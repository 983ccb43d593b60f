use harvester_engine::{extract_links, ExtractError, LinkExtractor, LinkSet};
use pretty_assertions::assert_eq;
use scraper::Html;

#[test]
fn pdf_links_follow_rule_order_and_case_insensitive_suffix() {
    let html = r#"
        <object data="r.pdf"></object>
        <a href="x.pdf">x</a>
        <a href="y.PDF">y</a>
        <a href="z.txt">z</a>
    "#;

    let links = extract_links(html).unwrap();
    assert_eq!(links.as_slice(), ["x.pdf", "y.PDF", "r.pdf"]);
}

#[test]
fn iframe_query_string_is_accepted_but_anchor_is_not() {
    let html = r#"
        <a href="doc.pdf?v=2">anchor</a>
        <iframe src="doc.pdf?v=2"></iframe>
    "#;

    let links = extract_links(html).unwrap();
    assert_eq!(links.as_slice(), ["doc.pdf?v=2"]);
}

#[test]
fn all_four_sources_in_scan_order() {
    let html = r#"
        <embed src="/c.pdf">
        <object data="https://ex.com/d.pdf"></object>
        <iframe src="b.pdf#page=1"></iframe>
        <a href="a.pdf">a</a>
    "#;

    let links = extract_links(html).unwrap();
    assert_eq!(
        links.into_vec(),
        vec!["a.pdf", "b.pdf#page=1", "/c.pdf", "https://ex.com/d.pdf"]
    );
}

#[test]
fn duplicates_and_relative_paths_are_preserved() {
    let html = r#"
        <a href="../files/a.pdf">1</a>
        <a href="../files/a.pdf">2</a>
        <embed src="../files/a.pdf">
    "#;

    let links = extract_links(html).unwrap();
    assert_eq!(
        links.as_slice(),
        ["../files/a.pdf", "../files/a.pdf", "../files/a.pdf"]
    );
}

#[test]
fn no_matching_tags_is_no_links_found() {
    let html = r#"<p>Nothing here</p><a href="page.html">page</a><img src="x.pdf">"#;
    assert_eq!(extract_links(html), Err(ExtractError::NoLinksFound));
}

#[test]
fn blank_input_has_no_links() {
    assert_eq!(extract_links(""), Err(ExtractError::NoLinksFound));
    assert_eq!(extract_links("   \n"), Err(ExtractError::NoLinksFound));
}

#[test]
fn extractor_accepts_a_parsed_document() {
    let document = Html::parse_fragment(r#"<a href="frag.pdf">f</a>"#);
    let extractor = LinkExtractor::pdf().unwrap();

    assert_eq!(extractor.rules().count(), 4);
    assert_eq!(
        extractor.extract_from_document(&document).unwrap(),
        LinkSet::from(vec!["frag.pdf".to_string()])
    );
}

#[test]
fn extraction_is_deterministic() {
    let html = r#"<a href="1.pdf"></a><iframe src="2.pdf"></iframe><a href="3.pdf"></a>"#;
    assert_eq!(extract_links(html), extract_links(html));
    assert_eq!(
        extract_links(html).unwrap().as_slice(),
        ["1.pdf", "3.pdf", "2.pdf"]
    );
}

▬▬▬▬▬▬

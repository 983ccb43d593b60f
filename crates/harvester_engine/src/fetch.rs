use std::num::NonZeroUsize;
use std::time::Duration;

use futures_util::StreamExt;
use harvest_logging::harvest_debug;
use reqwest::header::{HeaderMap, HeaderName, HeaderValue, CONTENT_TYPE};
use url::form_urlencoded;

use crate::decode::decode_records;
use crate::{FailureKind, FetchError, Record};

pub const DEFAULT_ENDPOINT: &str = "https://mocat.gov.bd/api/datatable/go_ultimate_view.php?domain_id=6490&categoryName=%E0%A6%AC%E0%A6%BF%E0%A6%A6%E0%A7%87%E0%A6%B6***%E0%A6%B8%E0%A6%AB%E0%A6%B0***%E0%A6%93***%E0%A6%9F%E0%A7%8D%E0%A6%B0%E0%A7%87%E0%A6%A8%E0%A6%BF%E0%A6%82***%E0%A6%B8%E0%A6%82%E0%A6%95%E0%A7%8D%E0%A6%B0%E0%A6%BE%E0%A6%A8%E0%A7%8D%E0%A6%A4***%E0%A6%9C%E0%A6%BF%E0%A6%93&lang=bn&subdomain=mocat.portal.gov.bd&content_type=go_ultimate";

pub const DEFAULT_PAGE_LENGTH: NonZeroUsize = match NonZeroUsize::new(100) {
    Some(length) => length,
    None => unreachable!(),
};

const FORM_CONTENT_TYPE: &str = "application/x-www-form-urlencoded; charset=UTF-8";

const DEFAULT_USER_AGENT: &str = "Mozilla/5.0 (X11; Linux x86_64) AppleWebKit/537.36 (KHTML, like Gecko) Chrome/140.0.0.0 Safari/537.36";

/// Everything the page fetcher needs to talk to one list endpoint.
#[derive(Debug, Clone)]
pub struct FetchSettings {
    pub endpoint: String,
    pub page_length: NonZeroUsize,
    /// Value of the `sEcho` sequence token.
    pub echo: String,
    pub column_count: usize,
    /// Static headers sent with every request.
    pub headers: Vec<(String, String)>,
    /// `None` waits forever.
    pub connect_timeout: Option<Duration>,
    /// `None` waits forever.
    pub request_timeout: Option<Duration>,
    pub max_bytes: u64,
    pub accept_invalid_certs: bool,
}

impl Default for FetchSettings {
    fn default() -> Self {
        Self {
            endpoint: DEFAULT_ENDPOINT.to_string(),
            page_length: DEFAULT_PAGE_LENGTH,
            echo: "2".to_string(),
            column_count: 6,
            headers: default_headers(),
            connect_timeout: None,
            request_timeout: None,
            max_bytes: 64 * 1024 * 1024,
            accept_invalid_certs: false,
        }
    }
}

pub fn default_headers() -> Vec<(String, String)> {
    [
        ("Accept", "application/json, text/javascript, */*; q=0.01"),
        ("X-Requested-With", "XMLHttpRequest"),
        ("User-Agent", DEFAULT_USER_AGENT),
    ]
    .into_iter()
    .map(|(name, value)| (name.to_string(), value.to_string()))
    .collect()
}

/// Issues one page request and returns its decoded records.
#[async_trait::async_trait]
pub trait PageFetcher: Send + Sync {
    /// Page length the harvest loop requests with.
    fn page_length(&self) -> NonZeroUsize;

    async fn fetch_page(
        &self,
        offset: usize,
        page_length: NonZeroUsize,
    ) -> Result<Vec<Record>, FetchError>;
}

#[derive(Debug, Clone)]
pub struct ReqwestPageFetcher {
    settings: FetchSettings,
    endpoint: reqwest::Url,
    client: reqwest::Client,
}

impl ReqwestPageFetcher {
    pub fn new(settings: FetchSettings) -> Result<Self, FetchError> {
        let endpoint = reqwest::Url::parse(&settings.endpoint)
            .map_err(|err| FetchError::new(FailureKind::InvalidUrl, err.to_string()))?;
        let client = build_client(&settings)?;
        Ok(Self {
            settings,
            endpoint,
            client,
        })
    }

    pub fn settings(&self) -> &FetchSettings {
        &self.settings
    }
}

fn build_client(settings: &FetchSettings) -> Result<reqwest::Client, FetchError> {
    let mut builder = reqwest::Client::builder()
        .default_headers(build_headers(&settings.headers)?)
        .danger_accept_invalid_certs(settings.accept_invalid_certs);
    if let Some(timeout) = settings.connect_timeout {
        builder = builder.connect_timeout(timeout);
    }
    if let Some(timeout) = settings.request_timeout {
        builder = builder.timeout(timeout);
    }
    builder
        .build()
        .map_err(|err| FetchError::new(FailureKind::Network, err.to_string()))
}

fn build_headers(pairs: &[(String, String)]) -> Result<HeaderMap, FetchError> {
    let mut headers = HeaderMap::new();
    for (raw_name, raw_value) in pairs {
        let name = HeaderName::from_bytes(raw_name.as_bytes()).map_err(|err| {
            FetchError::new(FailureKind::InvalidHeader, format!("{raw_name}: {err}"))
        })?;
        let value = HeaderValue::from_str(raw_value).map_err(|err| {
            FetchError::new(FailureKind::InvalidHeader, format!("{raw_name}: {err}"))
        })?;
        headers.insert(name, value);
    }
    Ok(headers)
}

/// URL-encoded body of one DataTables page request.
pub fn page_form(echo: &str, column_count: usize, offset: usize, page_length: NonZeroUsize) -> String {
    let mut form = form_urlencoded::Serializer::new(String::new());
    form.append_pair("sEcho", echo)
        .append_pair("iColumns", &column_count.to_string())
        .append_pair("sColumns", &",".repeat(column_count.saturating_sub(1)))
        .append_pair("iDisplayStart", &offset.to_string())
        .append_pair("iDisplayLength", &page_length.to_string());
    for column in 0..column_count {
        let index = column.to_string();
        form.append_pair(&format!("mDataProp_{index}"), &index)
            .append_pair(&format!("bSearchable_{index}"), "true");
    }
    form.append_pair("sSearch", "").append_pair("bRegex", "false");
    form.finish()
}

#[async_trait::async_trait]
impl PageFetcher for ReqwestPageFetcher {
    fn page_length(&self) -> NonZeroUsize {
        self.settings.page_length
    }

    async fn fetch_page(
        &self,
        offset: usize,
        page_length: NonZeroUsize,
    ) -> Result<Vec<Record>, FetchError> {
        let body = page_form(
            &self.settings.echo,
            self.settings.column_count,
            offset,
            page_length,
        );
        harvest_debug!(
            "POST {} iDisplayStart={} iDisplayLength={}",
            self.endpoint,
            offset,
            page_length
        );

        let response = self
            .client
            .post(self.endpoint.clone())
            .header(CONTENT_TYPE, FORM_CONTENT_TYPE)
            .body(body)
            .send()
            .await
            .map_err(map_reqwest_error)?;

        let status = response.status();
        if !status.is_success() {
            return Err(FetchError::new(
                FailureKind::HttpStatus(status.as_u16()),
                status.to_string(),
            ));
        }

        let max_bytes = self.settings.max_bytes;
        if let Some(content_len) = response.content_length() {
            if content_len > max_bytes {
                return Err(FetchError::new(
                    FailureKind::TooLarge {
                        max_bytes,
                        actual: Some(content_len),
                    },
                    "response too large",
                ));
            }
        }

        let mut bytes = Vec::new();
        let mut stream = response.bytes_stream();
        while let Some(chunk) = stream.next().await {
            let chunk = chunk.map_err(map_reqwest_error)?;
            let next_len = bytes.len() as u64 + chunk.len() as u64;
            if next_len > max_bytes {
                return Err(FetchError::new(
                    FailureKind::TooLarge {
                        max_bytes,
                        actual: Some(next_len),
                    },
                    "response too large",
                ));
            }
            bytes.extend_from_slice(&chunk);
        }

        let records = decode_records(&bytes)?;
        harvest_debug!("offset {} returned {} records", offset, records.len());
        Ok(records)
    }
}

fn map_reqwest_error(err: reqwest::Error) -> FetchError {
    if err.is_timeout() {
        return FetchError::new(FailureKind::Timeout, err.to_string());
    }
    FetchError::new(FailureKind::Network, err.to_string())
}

▬▬▬▬▬▬

What needs to be done -
Please copy the lines above from the line with "max_bytes: 64 *" up to and including the line with "fn build_client(settings: &FetchSettings)", exactly as written and with nothing else.

Solution for this exercise -
            max_bytes: 64 * 1024 * 1024,
            accept_invalid_certs: false,
        }
    }
}

pub fn default_headers() -> Vec<(String, String)> {
    [
        ("Accept", "application/json, text/javascript, */*; q=0.01"),
        ("X-Requested-With", "XMLHttpRequest"),
        ("User-Agent", DEFAULT_USER_AGENT),
    ]
    .into_iter()
    .map(|(name, value)| (name.to_string(), value.to_string()))
    .collect()
}

/// Issues one page request and returns its decoded records.
#[async_trait::async_trait]
pub trait PageFetcher: Send + Sync {
    /// Page length the harvest loop requests with.
    fn page_length(&self) -> NonZeroUsize;

    async fn fetch_page(
        &self,
        offset: usize,
        page_length: NonZeroUsize,
    ) -> Result<Vec<Record>, FetchError>;
}

#[derive(Debug, Clone)]
pub struct ReqwestPageFetcher {
    settings: FetchSettings,
    endpoint: reqwest::Url,
    client: reqwest::Client,
}

impl ReqwestPageFetcher {
    pub fn new(settings: FetchSettings) -> Result<Self, FetchError> {
        let endpoint = reqwest::Url::parse(&settings.endpoint)
            .map_err(|err| FetchError::new(FailureKind::InvalidUrl, err.to_string()))?;
        let client = build_client(&settings)?;
        Ok(Self {
            settings,
            endpoint,
            client,
        })
    }

    pub fn settings(&self) -> &FetchSettings {
        &self.settings
    }
}

fn build_client(settings: &FetchSettings) -> Result<reqwest::Client, FetchError> {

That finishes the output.